YOUR GOAL :: Among the lines below, some may hold the word "cannot"; state how many do, giving only the number.

RECORDS TO PROCESS ::
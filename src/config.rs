// SYNOID Dub Configuration
// Copyright (c) 2026 Xing_The_Creator | SYNOID
//
// Run settings, from the environment (.env + SYNOID_DUB_*) or a JSON file,
// plus the logging setup shared by every entry point.

use serde::{Deserialize, Serialize};
use std::path::{Path, PathBuf};
use std::str::FromStr;
use tracing::info;

use crate::error::{DubError, DubResult};
use crate::timeline::{BoundaryPolicy, CorrectionPolicy};

const ENV_PREFIX: &str = "SYNOID_DUB_";

#[derive(Debug, Clone, PartialEq, Serialize, Deserialize)]
#[serde(default)]
pub struct DubConfig {
    /// Length of one dialogue window in seconds.
    pub window_seconds: f64,
    /// Sample rate of the assembled dub track.
    pub sample_rate: u32,
    /// Clips synthesized at once. 1 keeps the cloning model strictly sequential.
    pub max_concurrent_clips: usize,
    /// Parent of the per-run scratch directories.
    pub work_dir: PathBuf,
    /// Whisper model cache.
    pub cache_dir: PathBuf,
    pub whisper_model: String,
    /// Spoken language hint for ASR; auto-detect when unset.
    pub language: Option<String>,
    pub use_gpu: bool,
    pub python: String,
    pub clone_script: PathBuf,
    pub correction: CorrectionPolicy,
    pub boundary: BoundaryPolicy,
    /// Keep clip renders, transcript and dub track after a successful run.
    pub keep_intermediates: bool,
}

impl Default for DubConfig {
    fn default() -> Self {
        Self {
            window_seconds: 30.0,
            sample_rate: 44_100,
            max_concurrent_clips: 1,
            work_dir: PathBuf::from(".synoid_dub"),
            cache_dir: default_cache_dir(),
            whisper_model: "small".to_string(),
            language: None,
            use_gpu: false,
            python: "python".to_string(),
            clone_script: PathBuf::from("tools/synoid_clone.py"),
            correction: CorrectionPolicy::default(),
            boundary: BoundaryPolicy::default(),
            keep_intermediates: false,
        }
    }
}

/// `$SYNOID_CACHE_DIR/models`, else the platform cache dir.
pub fn default_cache_dir() -> PathBuf {
    if let Ok(cache_env) = std::env::var("SYNOID_CACHE_DIR") {
        PathBuf::from(cache_env).join("models")
    } else {
        dirs::cache_dir()
            .unwrap_or_else(|| PathBuf::from("."))
            .join("synoid")
            .join("models")
    }
}

impl DubConfig {
    /// Defaults overridden by `.env` and `SYNOID_DUB_*` variables.
    pub fn from_env() -> DubResult<Self> {
        dotenv::dotenv().ok();
        Self::from_lookup(|key| std::env::var(key).ok())
    }

    pub fn from_json_file(path: &Path) -> DubResult<Self> {
        let text = std::fs::read_to_string(path).map_err(|e| {
            DubError::input(format!("cannot read config {}: {}", path.display(), e))
        })?;
        let config: Self = serde_json::from_str(&text).map_err(|e| {
            DubError::input(format!("invalid config {}: {}", path.display(), e))
        })?;
        config.validate()?;
        info!("[DUB] Loaded config from {:?}", path);
        Ok(config)
    }

    fn from_lookup(lookup: impl Fn(&str) -> Option<String>) -> DubResult<Self> {
        let var = |name: &str| {
            lookup(&format!("{}{}", ENV_PREFIX, name))
                .map(|v| v.trim().to_string())
                .filter(|v| !v.is_empty())
        };
        let mut config = Self::default();

        if let Some(v) = var("WINDOW_SECONDS") {
            config.window_seconds = parse_var("WINDOW_SECONDS", &v)?;
        }
        if let Some(v) = var("SAMPLE_RATE") {
            config.sample_rate = parse_var("SAMPLE_RATE", &v)?;
        }
        if let Some(v) = var("CONCURRENCY") {
            config.max_concurrent_clips = parse_var("CONCURRENCY", &v)?;
        }
        if let Some(v) = var("WORK_DIR") {
            config.work_dir = PathBuf::from(v);
        }
        if let Some(v) = lookup("SYNOID_CACHE_DIR").filter(|v| !v.is_empty()) {
            config.cache_dir = PathBuf::from(v).join("models");
        }
        if let Some(v) = var("WHISPER_MODEL") {
            config.whisper_model = v;
        }
        if let Some(v) = var("LANGUAGE") {
            config.language = Some(v);
        }
        if let Some(v) = var("USE_GPU") {
            config.use_gpu = parse_flag("USE_GPU", &v)?;
        }
        if let Some(v) = var("PYTHON") {
            config.python = v;
        }
        if let Some(v) = var("CLONE_SCRIPT") {
            config.clone_script = PathBuf::from(v);
        }
        if let Some(v) = var("BOUNDARY") {
            config.boundary = match v.to_lowercase().as_str() {
                "fully_contained" | "contained" => BoundaryPolicy::FullyContained,
                "midpoint" => BoundaryPolicy::Midpoint,
                other => {
                    return Err(DubError::input(format!(
                        "{}BOUNDARY: unknown policy '{}'",
                        ENV_PREFIX, other
                    )))
                }
            };
        }
        if let Some(v) = var("KEEP_INTERMEDIATES") {
            config.keep_intermediates = parse_flag("KEEP_INTERMEDIATES", &v)?;
        }

        config.validate()?;
        Ok(config)
    }

    pub fn validate(&self) -> DubResult<()> {
        if !self.window_seconds.is_finite() || self.window_seconds <= 0.0 {
            return Err(DubError::input(format!(
                "window_seconds must be positive, got {}",
                self.window_seconds
            )));
        }
        if self.sample_rate == 0 {
            return Err(DubError::input("sample_rate must be non-zero"));
        }
        if self.max_concurrent_clips == 0 {
            return Err(DubError::input("max_concurrent_clips must be at least 1"));
        }
        let c = &self.correction;
        if !(c.min_rate > 0.0 && c.min_rate <= 1.0 && c.max_rate >= 1.0) {
            return Err(DubError::input(format!(
                "correction rates must bracket 1.0, got {}..{}",
                c.min_rate, c.max_rate
            )));
        }
        if c.tolerance_secs < 0.0 || c.min_render_secs < 0.0 {
            return Err(DubError::input("correction thresholds must be non-negative"));
        }
        Ok(())
    }
}

fn parse_var<T: FromStr>(name: &str, value: &str) -> DubResult<T> {
    value.parse().map_err(|_| {
        DubError::input(format!("{}{}: cannot parse '{}'", ENV_PREFIX, name, value))
    })
}

fn parse_flag(name: &str, value: &str) -> DubResult<bool> {
    match value.to_lowercase().as_str() {
        "1" | "true" | "yes" | "on" => Ok(true),
        "0" | "false" | "no" | "off" => Ok(false),
        _ => Err(DubError::input(format!(
            "{}{}: expected a boolean, got '{}'",
            ENV_PREFIX, name, value
        ))),
    }
}

/// Install the fmt subscriber. Safe to call more than once.
pub fn init_logging() {
    // Silence noisy decoder logs unless the user asked otherwise
    if std::env::var("RUST_LOG").is_err() {
        std::env::set_var("RUST_LOG", "info,symphonia=error,whisper_rs=warn");
    }
    let _ = tracing_subscriber::fmt()
        .with_env_filter(tracing_subscriber::EnvFilter::from_default_env())
        .try_init();
}

#[cfg(test)]
mod tests {
    use super::*;
    use std::collections::HashMap;

    fn lookup(pairs: &[(&str, &str)]) -> impl Fn(&str) -> Option<String> {
        let map: HashMap<String, String> = pairs
            .iter()
            .map(|(k, v)| (k.to_string(), v.to_string()))
            .collect();
        move |key| map.get(key).cloned()
    }

    #[test]
    fn test_defaults() {
        let config = DubConfig::from_lookup(lookup(&[])).unwrap();
        assert_eq!(config.window_seconds, 30.0);
        assert_eq!(config.sample_rate, 44_100);
        assert_eq!(config.max_concurrent_clips, 1);
        assert_eq!(config.boundary, BoundaryPolicy::FullyContained);
        assert!(!config.keep_intermediates);
    }

    #[test]
    fn test_env_overrides() {
        let config = DubConfig::from_lookup(lookup(&[
            ("SYNOID_DUB_WINDOW_SECONDS", "10"),
            ("SYNOID_DUB_CONCURRENCY", "3"),
            ("SYNOID_DUB_BOUNDARY", "midpoint"),
            ("SYNOID_DUB_LANGUAGE", "en"),
            ("SYNOID_DUB_KEEP_INTERMEDIATES", "yes"),
            ("SYNOID_CACHE_DIR", "/data/cache"),
        ]))
        .unwrap();
        assert_eq!(config.window_seconds, 10.0);
        assert_eq!(config.max_concurrent_clips, 3);
        assert_eq!(config.boundary, BoundaryPolicy::Midpoint);
        assert_eq!(config.language.as_deref(), Some("en"));
        assert!(config.keep_intermediates);
        assert_eq!(config.cache_dir, PathBuf::from("/data/cache/models"));
    }

    #[test]
    fn test_bad_values_are_input_errors() {
        for (k, v) in [
            ("SYNOID_DUB_WINDOW_SECONDS", "0"),
            ("SYNOID_DUB_WINDOW_SECONDS", "soon"),
            ("SYNOID_DUB_CONCURRENCY", "0"),
            ("SYNOID_DUB_BOUNDARY", "nearest"),
            ("SYNOID_DUB_USE_GPU", "maybe"),
        ] {
            let err = DubConfig::from_lookup(lookup(&[(k, v)])).unwrap_err();
            assert!(matches!(err, DubError::Input(_)), "{}={} gave {}", k, v, err);
        }
    }

    #[test]
    fn test_json_file_partial() {
        let dir = tempfile::tempdir().unwrap();
        let path = dir.path().join("dub.json");
        std::fs::write(
            &path,
            r#"{ "window_seconds": 12.5, "correction": { "tolerance_secs": 0.1 } }"#,
        )
        .unwrap();

        let config = DubConfig::from_json_file(&path).unwrap();
        assert_eq!(config.window_seconds, 12.5);
        assert_eq!(config.correction.tolerance_secs, 0.1);
        assert_eq!(config.correction.max_rate, 2.0);
        assert_eq!(config.sample_rate, 44_100);
    }

    #[test]
    fn test_json_file_rejects_inverted_rates() {
        let dir = tempfile::tempdir().unwrap();
        let path = dir.path().join("dub.json");
        std::fs::write(&path, r#"{ "correction": { "min_rate": 2.0, "max_rate": 0.5 } }"#)
            .unwrap();
        assert!(matches!(
            DubConfig::from_json_file(&path),
            Err(DubError::Input(_))
        ));
    }
}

ANSWER :: 2